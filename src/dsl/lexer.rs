//! Lexer (tokenizer) for the netlist language.

use std::iter::Peekable;
use std::str::Chars;

use crate::error::{GradspiceError, Result};

/// A token produced by the lexer.
#[derive(Debug, Clone, PartialEq)]
pub struct Token {
    pub kind: TokenKind,
    /// The token's text
    pub text: String,
    /// Line number (1-indexed)
    pub line: usize,
    /// Column number (1-indexed)
    pub column: usize,
}

/// Token types in the netlist.
#[derive(Debug, Clone, Copy, PartialEq, Eq)]
pub enum TokenKind {
    /// An identifier (element name, node name, keyword)
    Identifier,
    /// A number, possibly with a unit suffix
    Number,
    /// A directive (starts with '.')
    Directive,
    Newline,
    Eof,
}

/// Unit suffixes accepted after a number.
const SUFFIXES: [char; 9] = ['p', 'n', 'u', 'µ', 'm', 'k', 'K', 'M', 'G'];

/// Lexer for tokenizing netlist input.
pub struct Lexer<'a> {
    chars: Peekable<Chars<'a>>,
    line: usize,
    column: usize,
}

impl<'a> Lexer<'a> {
    pub fn new(input: &'a str) -> Self {
        Self {
            chars: input.chars().peekable(),
            line: 1,
            column: 1,
        }
    }

    /// Get the next token.
    pub fn next_token(&mut self) -> Result<Token> {
        self.skip_whitespace_and_comments();

        let line = self.line;
        let column = self.column;
        let token = |kind, text| Token {
            kind,
            text,
            line,
            column,
        };

        let Some(&ch) = self.chars.peek() else {
            return Ok(token(TokenKind::Eof, String::new()));
        };

        match ch {
            '\n' => {
                self.advance();
                Ok(token(TokenKind::Newline, "\n".to_string()))
            }
            '.' => {
                self.advance();
                let name = self.read_identifier();
                if name.is_empty() {
                    return Err(GradspiceError::lexer(line, column, "empty directive name"));
                }
                Ok(token(TokenKind::Directive, format!(".{name}")))
            }
            '-' | '+' | '0'..='9' => {
                let text = self.read_number();
                // A bare sign, or digits running into letters ("1abc"), is not a number
                match self.chars.peek().copied() {
                    Some(c) if c.is_alphanumeric() || c == '_' => {
                        let rest = self.read_identifier();
                        Err(GradspiceError::lexer(
                            line,
                            column,
                            format!("malformed number '{text}{rest}'"),
                        ))
                    }
                    _ if !text.chars().any(|c| c.is_ascii_digit()) => Err(GradspiceError::lexer(
                        line,
                        column,
                        format!("malformed number '{text}'"),
                    )),
                    _ => Ok(token(TokenKind::Number, text)),
                }
            }
            _ if ch.is_alphabetic() || ch == '_' => {
                let text = self.read_identifier();
                Ok(token(TokenKind::Identifier, text))
            }
            _ => Err(GradspiceError::lexer(
                line,
                column,
                format!("unexpected character '{ch}'"),
            )),
        }
    }

    /// Collect every token up to and including [`TokenKind::Eof`].
    pub fn tokenize(mut self) -> Result<Vec<Token>> {
        let mut tokens = Vec::new();
        loop {
            let token = self.next_token()?;
            let done = token.kind == TokenKind::Eof;
            tokens.push(token);
            if done {
                return Ok(tokens);
            }
        }
    }

    fn advance(&mut self) -> Option<char> {
        let ch = self.chars.next()?;
        if ch == '\n' {
            self.line += 1;
            self.column = 1;
        } else {
            self.column += 1;
        }
        Some(ch)
    }

    fn advance_if(&mut self, accept: impl Fn(char) -> bool) -> Option<char> {
        match self.chars.peek() {
            Some(&ch) if accept(ch) => self.advance(),
            _ => None,
        }
    }

    fn skip_whitespace_and_comments(&mut self) {
        while let Some(&ch) = self.chars.peek() {
            if ch == ' ' || ch == '\t' || ch == '\r' {
                self.advance();
            } else if ch == '#' || ch == ';' {
                while self.advance_if(|c| c != '\n').is_some() {}
            } else {
                break;
            }
        }
    }

    fn read_identifier(&mut self) -> String {
        let mut text = String::new();
        while let Some(ch) = self.advance_if(|c| c.is_alphanumeric() || c == '_') {
            text.push(ch);
        }
        text
    }

    fn read_digits(&mut self, text: &mut String) {
        while let Some(ch) = self.advance_if(|c| c.is_ascii_digit()) {
            text.push(ch);
        }
    }

    fn read_number(&mut self) -> String {
        let mut text = String::new();

        if let Some(sign) = self.advance_if(|c| c == '-' || c == '+') {
            text.push(sign);
        }
        self.read_digits(&mut text);

        if let Some(dot) = self.advance_if(|c| c == '.') {
            text.push(dot);
            self.read_digits(&mut text);
        }

        if let Some(e) = self.advance_if(|c| c == 'e' || c == 'E') {
            text.push(e);
            if let Some(sign) = self.advance_if(|c| c == '-' || c == '+') {
                text.push(sign);
            }
            self.read_digits(&mut text);
        }

        if let Some(suffix) = self.advance_if(|c| SUFFIXES.contains(&c)) {
            text.push(suffix);
        }

        text
    }
}

/// Parse a number string with optional unit suffix.
pub fn parse_value(text: &str) -> Option<f64> {
    let text = text.trim();
    let last = text.chars().last()?;

    let multiplier = match last {
        'p' => 1e-12,
        'n' => 1e-9,
        'u' | 'µ' => 1e-6,
        'm' => 1e-3,
        'k' | 'K' => 1e3,
        'M' => 1e6,
        'G' => 1e9,
        _ => return text.parse::<f64>().ok(),
    };

    text[..text.len() - last.len_utf8()]
        .parse::<f64>()
        .ok()
        .map(|v| v * multiplier)
}

#[cfg(test)]
mod tests {
    use super::*;
    use approx::assert_relative_eq;

    fn kinds(input: &str) -> Vec<TokenKind> {
        Lexer::new(input)
            .tokenize()
            .unwrap()
            .into_iter()
            .map(|t| t.kind)
            .collect()
    }

    #[test]
    fn test_parse_value() {
        assert_relative_eq!(parse_value("10k").unwrap(), 10_000.0);
        assert_relative_eq!(parse_value("100n").unwrap(), 100e-9);
        assert_relative_eq!(parse_value("4.7u").unwrap(), 4.7e-6);
        assert_relative_eq!(parse_value("1M").unwrap(), 1_000_000.0);
        assert_relative_eq!(parse_value("2.2").unwrap(), 2.2);
        assert_relative_eq!(parse_value("1e-9").unwrap(), 1e-9);
        assert_relative_eq!(parse_value("-1.5").unwrap(), -1.5);
        assert_eq!(parse_value(""), None);
        assert_eq!(parse_value("k"), None);
    }

    #[test]
    fn test_lexer_element_line() {
        let tokens = Lexer::new("R1 in out 10k").tokenize().unwrap();
        let texts: Vec<_> = tokens.iter().map(|t| t.text.as_str()).collect();
        assert_eq!(texts, vec!["R1", "in", "out", "10k", ""]);
        assert_eq!(tokens[3].kind, TokenKind::Number);
        assert_eq!(tokens[3].column, 11);
    }

    #[test]
    fn test_lexer_directive_and_comments() {
        assert_eq!(
            kinds(".tstep 1m # step\n; whole line\nB1 0 1 1.5"),
            vec![
                TokenKind::Directive,
                TokenKind::Number,
                TokenKind::Newline,
                TokenKind::Newline,
                TokenKind::Identifier,
                TokenKind::Number,
                TokenKind::Number,
                TokenKind::Number,
                TokenKind::Eof,
            ]
        );
    }

    #[test]
    fn test_lexer_tracks_lines() {
        let tokens = Lexer::new("R1 a b 1\n\nC1 b 0 1u").tokenize().unwrap();
        let c1 = tokens.iter().find(|t| t.text == "C1").unwrap();
        assert_eq!((c1.line, c1.column), (3, 1));
    }

    #[test]
    fn test_lexer_errors() {
        let err = Lexer::new("R1 a b 10x").tokenize().unwrap_err();
        assert!(matches!(err, GradspiceError::LexerError { line: 1, column: 8, .. }));

        let err = Lexer::new("R1 a @ 1").tokenize().unwrap_err();
        assert!(matches!(err, GradspiceError::LexerError { column: 6, .. }));

        assert!(Lexer::new("R1 a b -").tokenize().is_err());
    }
}
//! Источники случайности для генерации раздач (`ranker_stress`, тесты).
//!
//! Сам ранжировщик случайность не использует: колода тасуется только
//! там, где раздачи придумываются, а не читаются из ввода.

use rand::rngs::StdRng;
use rand::seq::SliceRandom;
use rand::{thread_rng, Rng, SeedableRng};

use crate::engine::RandomSource;

/// Тасовка Фишера–Йетса через любой `rand::Rng`.
fn shuffle_with<T, G: Rng + ?Sized>(slice: &mut [T], rng: &mut G) {
    slice.shuffle(rng);
}

/// Системный RNG: каждый запуск стресс-прогона без `--seed` даёт новые раздачи.
#[derive(Clone, Debug, Default)]
pub struct SystemRng;

impl RandomSource for SystemRng {
    fn shuffle<T>(&mut self, slice: &mut [T]) {
        shuffle_with(slice, &mut thread_rng());
    }
}

/// RNG с фиксированным seed: `ranker_stress --seed N` и тесты на случайных
/// раздачах повторяют одну и ту же последовательность колод.
#[derive(Clone, Debug)]
pub struct DeterministicRng {
    seed: u64,
    inner: StdRng,
}

impl DeterministicRng {
    pub fn from_seed(seed: u64) -> Self {
        Self {
            seed,
            inner: StdRng::seed_from_u64(seed),
        }
    }

    /// Seed, с которого начат поток (для сообщений о сбоях стресс-прогона).
    pub fn seed(&self) -> u64 {
        self.seed
    }
}

impl RandomSource for DeterministicRng {
    fn shuffle<T>(&mut self, slice: &mut [T]) {
        shuffle_with(slice, &mut self.inner);
    }
}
════
### WHAT YOU ARE ASKED TO DO
Please go through each line of the data and count those that contain the string "раздачи"; give that number alone.

### REPLY TO THE EXERCISE
2